Low Bone Mineral Density and High Bone Turnover in Patients With Non-Hodgkin's Lymphoma (NHL) Who Receive Frontline Therapy: Results of a Multicenter Prospective Study

Abstract

Chemotherapy associated osteoporosis is a severe problem in patients with malignant diseases as it increases the risk for fractures and deteriorates quality of life. There are very limited data in the literature for the effect of chemotherapy on bone metabolism of adult patients with Non-Hodgkin Lymphoma (NHL). We prospectively evaluated bone remodeling pre- and post-chemotherapy in 61 patients with newly diagnosed NHL. First-line chemotherapy resulted in high bone turnover, which led to increased bone loss and reduced bone mineral density (BMD) of lumbar spine (L1-L4) and femur neck (FN).
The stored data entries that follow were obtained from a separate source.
//! Command execution on the remediation target.

pub mod local;
pub mod ssh;

use async_trait::async_trait;
use thiserror::Error;

use crate::types::{CommandOutcome, ExecutionReport};

pub use local::LocalExecutor;
pub use ssh::{SshAuth, SshExecutor, SshTarget};

/// Failures that prevent a report from being produced.
///
/// A command exiting non-zero is not an error here; it is recorded in the
/// report and judged by the caller.
#[derive(Debug, Error)]
pub enum ExecutionError {
    /// Could not reach the target
    #[error("failed to connect to {target}: {message}")]
    Connect { target: String, message: String },

    /// Target refused our credentials
    #[error("authentication to {target} failed: {message}")]
    Auth { target: String, message: String },

    /// Run exceeded its deadline
    #[error("execution timed out after {secs}s")]
    Timeout { secs: u64 },

    /// Transport broke mid-run
    #[error("execution transport error: {0}")]
    Transport(String),
}

/// Runs command sequences on one fixed target.
#[cfg_attr(test, mockall::automock)]
#[async_trait]
pub trait CommandExecutor: Send + Sync {
    /// Identity of the target, for reports.
    fn target(&self) -> String;

    /// Run `commands` in order.
    ///
    /// With `halt_on_failure`, the first non-zero exit stops the run and
    /// the remaining commands are reported as skipped.
    async fn run(
        &self,
        commands: &[String],
        halt_on_failure: bool,
    ) -> Result<ExecutionReport, ExecutionError>;
}

/// Mark every command from `from` onward as skipped.
pub(crate) fn skip_remaining(
    outcomes: &mut Vec<CommandOutcome>,
    commands: &[String],
    from: usize,
) {
    outcomes.extend(commands.iter().skip(from).map(|c| CommandOutcome::skipped(c)));
}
The reduction of L1-L4 and FN BMD post-chemo was more profound in males and in older patients (>55 years). Patients who received 8 cycles of chemotherapy had a greater reduction of L1-L4 and FN BMD as compared to 6 cycles. The administration of chemotherapy also resulted in a dramatic increase of bone resorption markers (CTX and TRACP-5b), bone formation markers, (bALP and Osteocalcin) and of osteoblast regulator Dickkopf-1. During study period, one patient had a pathological fracture in his right FN.

Figure 1

Box plots comparing L1-L4 BMD and vertebrae BMD based on sex, age, and number of treatment cycles. BMD = Bone mineral density.

Figure 2

Box plots showing the changes in markers of bone mineral density pre and post-chemotherapy. bALP = bone specific alkaline phosphatase, CTX = carboxy-terminal cross-linking telopeptide of type I collagen, Dkk-1 = osteoblast inhibitor dickkopf-1, OC = osteocalcin, sRANKL/OPG ratio = soluble receptor activator of nuclear factor B ligand/osteoprotegerin, TRAP = 5b isoenzyme of tartrate-resistant acid phosphatase.